Dr. Grant: “And then I have other periods of time set aside to try to be helpful and responsive to others.”

Ms. Tippett: So there is a balance between the concern you have for others and the concern you have for yourself, the value with which you also hold yourself.

On giving critical feedback (this reminds me of some under-appreciated people in my community, whose feedback is always so spot-on but not always valued because it’s critical):

Ms. Tippett: Another thing that I found really interesting is that this giver profile — that these people, it doesn’t necessarily correspond to outer veneer, like, who would come to mind as the most cheerful and nice, in terms of presence and affect.

Dr. Grant: This is also a surprise to me.

Ms. Tippett: Yeah.

Dr. Grant: I tended to associate agreeableness with generosity.

Ms. Tippett: Yeah.

Dr. Grant: So the agreeable people are the nice, friendly, welcoming, polite — and I just assumed if you’re nice to somebody that means you care about them. But there’s this whole class of people who would actually score in the data as disagreeable givers. They might be gruff and tough on the surface. They’re skeptical, critical, and challenging. But at the end of the day, they have other people’s best interests at heart. And they’re actually, in my experience, the most undervalued people in our lives.

Ms. Tippett: Mm.

Dr. Grant: Because if you’re a disagreeable giver, you’re the person who gives the critical feedback that nobody wants to hear, but everyone needs to hear. Right? You’re playing devil’s advocate, you’re asking tough questions, you’re challenging…

Ms. Tippett: Yeah.

Dr. Grant: …the status quo, and we need to appreciate those people much more in our lives than we currently do.

Ms. Tippett: This one is so interesting because on the surface it’s a little surprising.
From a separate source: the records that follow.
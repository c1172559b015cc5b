// SPDX-License-Identifier: MIT
// Copyright (c) 2026 Alfred Jean LLC

//! `tally status`: connectivity and queue sizes at a glance.

use serde::Serialize;
use tally_core::{ClockSource, LocalStore};

use crate::cli::OutputFormat;
use crate::error::Result;
use crate::sync::{RemoteEndpoint, SyncEngine};

use super::{open_engine, probe, runtime};

/// What `tally status` reports.
#[derive(Debug, Serialize)]
pub(crate) struct StatusReport {
    pub api_url: String,
    pub online: bool,
    pub pending: usize,
    pub failed: usize,
}

pub fn run(output: OutputFormat) -> Result<()> {
    let (engine, config, _) = open_engine()?;
    let report = runtime()?.block_on(collect(&engine, &config.api_url))?;
    match output {
        OutputFormat::Text => print!("{}", format_status(&report)),
        OutputFormat::Json => println!("{}", serde_json::to_string_pretty(&report)?),
    }
    Ok(())
}

pub(crate) async fn collect<S: LocalStore, R: RemoteEndpoint, C: ClockSource>(
    engine: &SyncEngine<S, R, C>,
    api_url: &str,
) -> Result<StatusReport> {
    let online = probe(engine, api_url).await;
    Ok(StatusReport {
        api_url: api_url.to_string(),
        online,
        pending: engine.pending_count()?,
        failed: engine.failed_count()?,
    })
}

pub(crate) fn format_status(report: &StatusReport) -> String {
    let mut out = format!(
        "API: {} ({})\nPending: {}\nFailed: {}\n",
        report.api_url,
        if report.online { "online" } else { "offline" },
        report.pending,
        report.failed,
    );
    if report.failed > 0 {
        out.push_str("\nRun 'tally queue --failed' to inspect failed requests.\n");
    } else if report.pending > 0 && report.online {
        out.push_str("\nRun 'tally sync' to replay pending requests.\n");
    }
    out
}

#[cfg(test)]
#[path = "status_tests.rs"]
mod tests;
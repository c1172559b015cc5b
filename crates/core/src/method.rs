// SPDX-License-Identifier: MIT
// Copyright (c) 2026 Alfred Jean LLC

//! HTTP methods a queued mutation may replay with.

use serde::{Deserialize, Serialize};
use std::fmt;
use std::str::FromStr;

use crate::error::{Error, Result};

/// The write verbs accepted by the pending queue.
///
/// Reads never enter the queue, so `GET` is deliberately absent.
#[derive(Debug, Clone, Copy, PartialEq, Eq, Hash, Serialize, Deserialize)]
#[serde(rename_all = "UPPERCASE")]
pub enum Method {
    Post,
    Put,
    Delete,
    Patch,
}

impl Method {
    /// Returns the wire representation.
    pub fn as_str(&self) -> &'static str {
        match self {
            Method::Post => "POST",
            Method::Put => "PUT",
            Method::Delete => "DELETE",
            Method::Patch => "PATCH",
        }
    }

    /// True for the methods that modify an existing remote record.
    pub fn is_update(&self) -> bool {
        matches!(self, Method::Put | Method::Patch)
    }
}

impl fmt::Display for Method {
    fn fmt(&self, f: &mut fmt::Formatter<'_>) -> fmt::Result {
        write!(f, "{}", self.as_str())
    }
}

impl FromStr for Method {
    type Err = Error;

    fn from_str(s: &str) -> Result<Self> {
        match s.to_uppercase().as_str() {
            "POST" => Ok(Method::Post),
            "PUT" => Ok(Method::Put),
            "DELETE" => Ok(Method::Delete),
            "PATCH" => Ok(Method::Patch),
            _ => Err(Error::InvalidMethod(s.to_string())),
        }
    }
}

#[cfg(test)]
#[path = "method_tests.rs"]
mod tests;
Then the minute you start thinking about it you think of those people who, as you say, might be gruff or stern in a way that makes you rise to the occasion, but who also have huge hearts. And you always know that. And you’re right, they’re kind of these bedrock people.
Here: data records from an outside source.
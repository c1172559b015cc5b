// SPDX-License-Identifier: MIT
// Copyright (c) 2026 Alfred Jean LLC

//! Remote endpoint abstraction for replaying queued mutations.
//!
//! Provides a trait-based request layer that enables:
//! - Real HTTP calls for production
//! - Scripted endpoints for unit testing

use std::future::Future;
use std::pin::Pin;
use std::time::Duration;

use serde_json::Value;
use tally_core::Method;

/// Failure reported by the remote endpoint.
///
/// `status` is `None` when no HTTP response was received at all
/// (connection refused, DNS failure, timeout).
#[derive(Debug, Clone, PartialEq, Eq, thiserror::Error)]
#[error("{}", describe(.status, .message))]
pub struct RemoteError {
    pub status: Option<u16>,
    pub message: String,
}

fn describe(status: &Option<u16>, message: &str) -> String {
    match status {
        Some(code) => format!("HTTP {code}: {message}"),
        None => format!("network error: {message}"),
    }
}

impl RemoteError {
    /// A response with a non-success status.
    pub fn http(status: u16, message: impl Into<String>) -> Self {
        RemoteError {
            status: Some(status),
            message: message.into(),
        }
    }

    /// No response was received.
    pub fn network(message: impl Into<String>) -> Self {
        RemoteError {
            status: None,
            message: message.into(),
        }
    }

    /// True if the server reported the resource as gone.
    pub fn is_not_found(&self) -> bool {
        self.status == Some(404)
    }
}

/// Result type for remote operations.
pub type RemoteResult<T> = Result<T, RemoteError>;

/// Request/response surface of the remote API.
///
/// Implementations must be shareable: a drain pass issues many requests
/// concurrently through one endpoint.
pub trait RemoteEndpoint: Send + Sync {
    /// Issue a mutation and return the decoded response body.
    ///
    /// A `null` body is sent without content. An empty response body
    /// decodes to `null`.
    fn request(
        &self,
        method: Method,
        url: &str,
        body: &Value,
    ) -> Pin<Box<dyn Future<Output = RemoteResult<Value>> + Send + '_>>;

    /// Fetch a resource with `GET`.
    fn fetch(&self, url: &str) -> Pin<Box<dyn Future<Output = RemoteResult<Value>> + Send + '_>>;

    /// Check whether the endpoint answers at all.
    ///
    /// Any HTTP response, including an error status, counts as reachable.
    fn probe(&self, url: &str) -> Pin<Box<dyn Future<Output = bool> + Send + '_>>;
}

/// HTTP endpoint implementation using reqwest.
pub struct HttpEndpoint {
    client: reqwest::Client,
}

impl HttpEndpoint {
    /// Create an endpoint whose requests time out after `timeout`.
    pub fn new(timeout: Duration) -> RemoteResult<Self> {
        let client = reqwest::Client::builder()
            .timeout(timeout)
            .build()
            .map_err(|e| RemoteError::network(e.to_string()))?;
        Ok(HttpEndpoint { client })
    }
}

fn to_reqwest(method: Method) -> reqwest::Method {
    match method {
        Method::Post => reqwest::Method::POST,
        Method::Put => reqwest::Method::PUT,
        Method::Delete => reqwest::Method::DELETE,
        Method::Patch => reqwest::Method::PATCH,
    }
}

/// Turn a response into a decoded body or a [`RemoteError`].
async fn read_response(response: reqwest::Response) -> RemoteResult<Value> {
    let status = response.status();
    let text = response
        .text()
        .await
        .map_err(|e| RemoteError::network(e.to_string()))?;

    if !status.is_success() {
        let message = if text.trim().is_empty() {
            status.canonical_reason().unwrap_or("request failed").to_string()
        } else {
            text
        };
        return Err(RemoteError::http(status.as_u16(), message));
    }

    if text.trim().is_empty() {
        return Ok(Value::Null);
    }

    // The write already happened; a body we cannot parse is kept as text
    // rather than turned into a failure that would replay the write.
    Ok(serde_json::from_str(&text).unwrap_or(Value::String(text)))
}

impl RemoteEndpoint for HttpEndpoint {
    fn request(
        &self,
        method: Method,
        url: &str,
        body: &Value,
    ) -> Pin<Box<dyn Future<Output = RemoteResult<Value>> + Send + '_>> {
        let url = url.to_string();
        let body = body.clone();
        Box::pin(async move {
            let mut builder = self.client.request(to_reqwest(method), &url);
            if !body.is_null() {
                builder = builder.json(&body);
            }

            let response = builder
                .send()
                .await
                .map_err(|e| RemoteError::network(e.to_string()))?;
            read_response(response).await
        })
    }

    fn fetch(&self, url: &str) -> Pin<Box<dyn Future<Output = RemoteResult<Value>> + Send + '_>> {
        let url = url.to_string();
        Box::pin(async move {
            let response = self
                .client
                .get(&url)
                .send()
                .await
                .map_err(|e| RemoteError::network(e.to_string()))?;
            read_response(response).await
        })
    }

    fn probe(&self, url: &str) -> Pin<Box<dyn Future<Output = bool> + Send + '_>> {
        let url = url.to_string();
        Box::pin(async move { self.client.head(&url).send().await.is_ok() })
    }
}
Dr. Grant: They are. And there was a software engineer at Google who had a great way of describing them. He said, “Oh, a disagreeable giver is somebody who has a really bad user interface, but a great operating system.”

On “takers:”

a lot of people think that power corrupts, but I think, if you look at the evidence on this, it’s more likely that power reveals — in the sense that if you’re a taker, you don’t have to pretend to be a giver once you’ve gained a lot of status and influence. Now you have the freedom to express your values. And so I think what happens is takers often rise by being fakers, and then you get to see their true colors once they’re in a top leadership position.

On meaningful connections at work (and food, and how eating together creates connections):

Ms. Tippett: And you wrote, “Whether we bond at work is a personal decision, but it may involve less effort and vulnerability than we realize.”
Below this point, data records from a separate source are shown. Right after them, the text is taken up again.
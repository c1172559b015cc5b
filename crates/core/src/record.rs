// SPDX-License-Identifier: MIT
// Copyright (c) 2026 Alfred Jean LLC

//! Record identity and locally stored entity records.
//!
//! A record created while offline carries a [`TempId`] until the server
//! confirms it; from then on it carries the server-assigned permanent id.
//! The two are distinct variants of [`RecordId`], never distinguished by sign
//! or by format conventions.

use serde::{Deserialize, Serialize};
use serde_json::{Map, Value};
use std::fmt;
use std::str::FromStr;
use std::sync::Mutex;

use crate::clock::{ClockSource, SystemClock};
use crate::error::{Error, Result};

/// Prefix used when a temporary id is rendered as text.
pub const TEMP_PREFIX: &str = "tmp-";

/// Payload field that marks a creation request with its temporary id.
pub const TEMP_ID_FIELD: &str = "tempId";

/// Locally assigned placeholder identity for a record created offline.
#[derive(Debug, Clone, Copy, PartialEq, Eq, Hash, PartialOrd, Ord, Serialize, Deserialize)]
#[serde(transparent)]
pub struct TempId(pub u64);

impl TempId {
    /// Reads a temporary id from a payload marker.
    ///
    /// Accepts the textual form (`"tmp-1700000000000"`) as well as the
    /// negative-timestamp numbers older clients wrote.
    pub fn from_marker(value: &Value) -> Option<TempId> {
        match value {
            Value::String(s) => s.parse().ok(),
            Value::Number(n) => n
                .as_i64()
                .filter(|v| *v < 0)
                .map(|v| TempId(v.unsigned_abs())),
            _ => None,
        }
    }

    /// Returns the payload marker for this id.
    pub fn to_marker(self) -> Value {
        Value::String(self.to_string())
    }
}

impl fmt::Display for TempId {
    fn fmt(&self, f: &mut fmt::Formatter<'_>) -> fmt::Result {
        write!(f, "{TEMP_PREFIX}{}", self.0)
    }
}

impl FromStr for TempId {
    type Err = Error;

    fn from_str(s: &str) -> Result<Self> {
        s.strip_prefix(TEMP_PREFIX)
            .and_then(|n| n.parse().ok())
            .map(TempId)
            .ok_or_else(|| Error::InvalidRecordId(s.to_string()))
    }
}

/// Issues temporary ids derived from the clock.
///
/// Ids are unique within the generator: two calls in the same millisecond
/// yield consecutive values rather than a collision.
pub struct TempIdGenerator<C: ClockSource = SystemClock> {
    clock: C,
    last: Mutex<u64>,
}

impl TempIdGenerator<SystemClock> {
    pub fn new() -> Self {
        Self::with_clock(SystemClock)
    }
}

impl Default for TempIdGenerator<SystemClock> {
    fn default() -> Self {
        Self::new()
    }
}

impl<C: ClockSource> TempIdGenerator<C> {
    /// Creates a generator over a custom clock source.
    pub fn with_clock(clock: C) -> Self {
        TempIdGenerator {
            clock,
            last: Mutex::new(0),
        }
    }

    /// Returns the next temporary id.
    pub fn next_id(&self) -> TempId {
        let now = self.clock.now_ms();
        let mut last = match self.last.lock() {
            Ok(guard) => guard,
            Err(poisoned) => poisoned.into_inner(),
        };
        let next = if now > *last { now } else { *last + 1 };
        *last = next;
        TempId(next)
    }
}

/// Identity of a locally stored record.
#[derive(Debug, Clone, PartialEq, Eq, Hash, PartialOrd, Ord, Serialize, Deserialize)]
#[serde(tag = "kind", content = "value", rename_all = "snake_case")]
pub enum RecordId {
    /// Assigned locally, not yet confirmed by the server.
    Temporary(TempId),
    /// Assigned by the server.
    Permanent(String),
}

impl RecordId {
    /// Builds a permanent id from a server JSON value.
    ///
    /// Servers assign either strings or integers; both are normalized to text.
    pub fn from_server_value(value: &Value) -> Option<RecordId> {
        match value {
            Value::String(s) if !s.is_empty() => Some(RecordId::Permanent(s.clone())),
            Value::Number(n) => Some(RecordId::Permanent(n.to_string())),
            _ => None,
        }
    }

    pub fn is_temporary(&self) -> bool {
        matches!(self, RecordId::Temporary(_))
    }

    /// Returns the temporary id, if this record has not been reconciled.
    pub fn temp_id(&self) -> Option<TempId> {
        match self {
            RecordId::Temporary(t) => Some(*t),
            RecordId::Permanent(_) => None,
        }
    }

    /// Returns the JSON form used inside record bodies.
    pub fn to_json(&self) -> Value {
        match self {
            RecordId::Temporary(t) => Value::String(t.to_string()),
            RecordId::Permanent(id) => Value::String(id.clone()),
        }
    }
}

impl fmt::Display for RecordId {
    fn fmt(&self, f: &mut fmt::Formatter<'_>) -> fmt::Result {
        match self {
            RecordId::Temporary(t) => write!(f, "{t}"),
            RecordId::Permanent(id) => write!(f, "{id}"),
        }
    }
}

impl FromStr for RecordId {
    type Err = Error;

    /// Parses user input: `tmp-<n>` is temporary, anything else permanent.
    fn from_str(s: &str) -> Result<Self> {
        let s = s.trim();
        if s.is_empty() {
            return Err(Error::InvalidRecordId(s.to_string()));
        }
        if s.starts_with(TEMP_PREFIX) {
            return s.parse().map(RecordId::Temporary);
        }
        Ok(RecordId::Permanent(s.to_string()))
    }
}

impl From<TempId> for RecordId {
    fn from(t: TempId) -> Self {
        RecordId::Temporary(t)
    }
}

/// A locally stored domain record (product, customer, sale, ...).
///
/// The body is opaque to the sync engine; only the identity matters.
#[derive(Debug, Clone, PartialEq, Serialize, Deserialize)]
pub struct Record {
    pub id: RecordId,
    pub body: Value,
}

impl Record {
    pub fn new(id: RecordId, body: Value) -> Self {
        Record { id, body }
    }

    /// Builds a record from a server response body.
    ///
    /// The response must carry an `id` field holding the permanent id.
    pub fn from_server(body: Value) -> Result<Record> {
        let id = body
            .get("id")
            .and_then(RecordId::from_server_value)
            .ok_or_else(|| Error::InvalidInput("server record has no usable 'id' field".into()))?;
        Ok(Record { id, body })
    }

    /// Returns the body with its `id` field set to this record's identity.
    pub fn to_json(&self) -> Value {
        let mut object = match &self.body {
            Value::Object(map) => map.clone(),
            other => {
                let mut map = Map::new();
                map.insert("value".to_string(), other.clone());
                map
            }
        };
        if self.id.is_temporary() || !object.contains_key("id") {
            object.insert("id".to_string(), self.id.to_json());
        }
        Value::Object(object)
    }
}

/// Merges the top-level fields of `patch` into `target`.
///
/// Non-object targets are replaced outright.
pub fn merge_fields(target: &mut Value, patch: &Value) {
    match (target.as_object_mut(), patch.as_object()) {
        (Some(dst), Some(src)) => {
            for (key, value) in src {
                dst.insert(key.clone(), value.clone());
            }
        }
        _ => *target = patch.clone(),
    }
}

#[cfg(test)]
#[path = "record_tests.rs"]
mod tests;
Dr. Grant: Yeah, this is from one of my mentors, Jane Dutton, who studies high-quality connections in the workplace and finds that you don’t have to have a long-standing relationship to experience a genuine sense of connection. That even just a single interaction marked by mutual respect and trust is enough to energize both people. And I think if we thought about having more high-quality connections, more moments where we just treat each other with respect and trust, and we open up a little bit, it actually becomes the foundation for having meaningful interactions, even if we don’t call somebody a lifelong friend.

Ms. Tippett: And, interestingly, you say that, in terms of how a workplace would generate this, is not about, like, having mixers, or having special events, but meals, which is so obvious. I have to say, we moved our show into an independent production two years ago, and I think one of the most — I mean, we have a wonderful, open, hospitable space, but we have a kitchen table, right? And that the fact that some combination of us have lunch together every day. I cannot imagine this workplace without that. And I’ve never been in a workplace that had that before. But it’s so obvious, isn’t it? I mean [laughs] we know as human beings that relationships happen around meals.